» Task description
Give the number of lines in this listing that contain the word "Mutex", and nothing else.

» Supplied records
#![allow(dead_code)]

use chrono::{Days, NaiveDate, NaiveDateTime};
use std::collections::HashMap;
use std::sync::Mutex;
use trendstop::domain::bar::Bar;
use trendstop::domain::error::TrendstopError;
use trendstop::domain::price::Price;
use trendstop::domain::resample::resample;
use trendstop::domain::resolution::Resolution;
use trendstop::domain::series::OhlcSeries;
use trendstop::ports::clock_port::ClockPort;
use trendstop::ports::data_feed_port::DataFeedPort;

/// Fourteen daily rows starting Monday 2024-01-01.
pub const FIXTURE: [(f64, f64, f64, f64); 14] = [
    (200.0, 203.5, 198.2, 202.1),
    (202.1, 205.0, 200.4, 204.6),
    (204.6, 206.3, 201.7, 202.0),
    (202.0, 204.9, 199.5, 204.1),
    (204.1, 208.8, 203.2, 208.0),
    (208.0, 210.2, 205.9, 206.4),
    (206.4, 207.1, 201.3, 202.2),
    (202.2, 203.0, 197.6, 198.5),
    (198.5, 201.4, 196.8, 200.9),
    (200.9, 204.7, 199.9, 203.8),
    (203.8, 205.5, 202.0, 204.9),
    (204.9, 205.2, 198.7, 199.3),
    (199.3, 200.1, 194.5, 195.2),
    (195.2, 199.9, 194.9, 199.0),
];

pub fn date(s: &str) -> NaiveDate {
    NaiveDate::parse_from_str(s, "%Y-%m-%d").unwrap()
}

pub fn at(s: &str) -> NaiveDateTime {
    date(s).and_hms_opt(0, 0, 0).unwrap()
}

pub fn at_hour(s: &str, hour: u32) -> NaiveDateTime {
    date(s).and_hms_opt(hour, 0, 0).unwrap()
}

/// Consecutive calendar-day bars from `start`.
pub fn daily_series(start: &str, rows: &[(f64, f64, f64, f64)]) -> OhlcSeries {
    let first = at(start);
    OhlcSeries::from_bars(
        rows.iter()
            .enumerate()
            .map(|(i, &(o, h, l, c))| Bar::new(first + Days::new(i as u64), o, h, l, c))
            .collect(),
    )
    .unwrap()
}

pub fn fixture_series() -> OhlcSeries {
    daily_series("2024-01-01", &FIXTURE)
}

/// Deterministic random-walk style bars over `count` calendar days.
pub fn generate_series(start: &str, count: usize, base_price: f64) -> OhlcSeries {
    let rows: Vec<(f64, f64, f64, f64)> = (0..count)
        .map(|i| {
            let drift = (i as f64 * 0.7).sin() * 3.0 + i as f64 * 0.05;
            let open = base_price + drift;
            let close = open + (i as f64 * 1.3).cos() * 1.5;
            let high = open.max(close) + 1.0;
            let low = open.min(close) - 1.0;
            (open, high, low, close)
        })
        .collect();
    daily_series(start, &rows)
}

pub fn assert_options_close(actual: &[Option<f64>], expected: &[Option<f64>], eps: f64) {
    assert_eq!(actual.len(), expected.len(), "length mismatch");
    for (i, (a, e)) in actual.iter().zip(expected).enumerate() {
        match (a, e) {
            (None, None) => {}
            (Some(a), Some(e)) => assert!((a - e).abs() <= eps, "row {i}: {a} != {e}"),
            _ => panic!("row {i}: {a:?} != {e:?}"),
        }
    }
}

/// In-memory daily data per source id; other resolutions are resampled.
pub struct MockDataFeed {
    pub data: HashMap<String, OhlcSeries>,
    pub names: HashMap<String, String>,
    pub errors: HashMap<String, String>,
    pub prices: HashMap<String, Price>,
    pub requests: Mutex<Vec<(String, Resolution)>>,
}

impl MockDataFeed {
    pub fn new() -> Self {
        Self {
            data: HashMap::new(),
            names: HashMap::new(),
            errors: HashMap::new(),
            prices: HashMap::new(),
            requests: Mutex::new(Vec::new()),
        }
    }

    pub fn with_series(mut self, source_id: &str, series: OhlcSeries) -> Self {
        self.data.insert(source_id.to_string(), series);
        self
    }

    pub fn with_name(mut self, source_id: &str, name: &str) -> Self {
        self.names.insert(source_id.to_string(), name.to_string());
        self
    }

    pub fn with_price(mut self, source_id: &str, last: f64, change: f64, change_pct: f64) -> Self {
        self.prices.insert(
            source_id.to_string(),
            Price {
                last,
                change,
                change_pct,
            },
        );
        self
    }

    pub fn with_error(mut self, source_id: &str, reason: &str) -> Self {
        self.errors.insert(source_id.to_string(), reason.to_string());
        self
    }
}

impl DataFeedPort for MockDataFeed {
    fn retrieve_ohlc(
        &self,
        source_id: &str,
        resolution: Resolution,
    ) -> Result<OhlcSeries, TrendstopError> {
        self.requests
            .lock()
            .unwrap()
            .push((source_id.to_string(), resolution));
        if let Some(reason) = self.errors.get(source_id) {
            return Err(TrendstopError::feed("mock", reason.clone()));
        }
        let daily = self.data.get(source_id).cloned().unwrap_or_else(OhlcSeries::empty);
        Ok(resample(&daily, resolution))
    }

    fn retrieve_asset_name(&self, source_id: &str) -> Result<String, TrendstopError> {
        Ok(self
            .names
            .get(source_id)
            .cloned()
            .unwrap_or_else(|| source_id.to_string()))
    }

    fn retrieve_price(&self, source_id: &str) -> Result<Price, TrendstopError> {
        if let Some(reason) = self.errors.get(source_id) {
            return Err(TrendstopError::feed("mock", reason.clone()));
        }
        self.prices
            .get(source_id)
            .copied()
            .ok_or_else(|| TrendstopError::feed("mock", format!("no quote for {source_id}")))
    }
}

pub struct FixedClock(pub NaiveDateTime);

impl ClockPort for FixedClock {
    fn now(&self) -> NaiveDateTime {
        self.0
    }
}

» Response to this exercise
3